Salvini, líder do partido Liga, com uma postura anti-imigração conhecida, acusa os países vizinhos, sobretudo a França, de estarem a deixar a Itália sozinha a gerir a chegada em massa de migrantes, vindos sobretudo de África. Estima-se que o número seja de 700 mil, desde 2013.

Recentemente, o ministro publicou no Facebook um vídeo que mostra polícias franceses a entrar ilegalmente em território italiano para lá deixar um grupo de migrantes.

++ POLIZIA FRANCESE SU SUOLO ITALIANO: GUARDA COSA FA... ++

? VIDEO INCREDIBILE! FACCIAMO GIRARE ALMENO IN RETE! Girato questa mattina a Claviere, sul confine Italia-Francia. Anche questa auto della polizia francese aveva sbagliato strada??? Macron, rispondi!
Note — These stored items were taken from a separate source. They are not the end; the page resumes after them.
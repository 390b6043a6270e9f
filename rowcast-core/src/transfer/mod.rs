//! Incremental frame transfer
//!
//! The scanner finds what changed on a scanline; the engine decides when to
//! scan, owns the bus transaction and keeps the scan cursor.

pub mod engine;
pub mod scanner;

pub use engine::{FrameEngine, ScanCursor, TransferState};
pub use scanner::{next_run, DirtyRun, DirtyRunScanner, PixelRun};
Publiée par Matteo Salvini sur Vendredi 19 octobre 2018
O vídeo, publicado na página oficial de Salvini, mostra polícias franceses em território italiano.

A recondução de migrantes ilegais à fronteira com a Itália é uma prática corrente para as autoridades francesas, mas não há acordos bilaterais que permitam à polícia de França entrar em Itália. Castaner promete continuar com estas expulsões, enquanto Salvini promete manter patrulhas policiais nas fronteiras, para evitar estas devoluções. A solução para o braço-de-ferro pode estar no encontro entre os dois homens, que ainda não tem data nem local marcado.

Castaner diz que pretende continuar uma política de firmeza face à imigração ilegal e que não quer juntar polémicas à polémica. Sobre Salvini, diz que "os diferendos se resolvem com cooperação e não oposição", sem entrar em detalhes sobre que tipo de acordo pode haver.

Segundo os acordos de Dublin, os migrantes que entram na União Europeia devem permanecer no primeiro Estado-membro em que entraram e é aí que podem pedir asilo, mas a França é o destino sonhado para muitos, se não a maioria, dos que chegam aos portos italianos.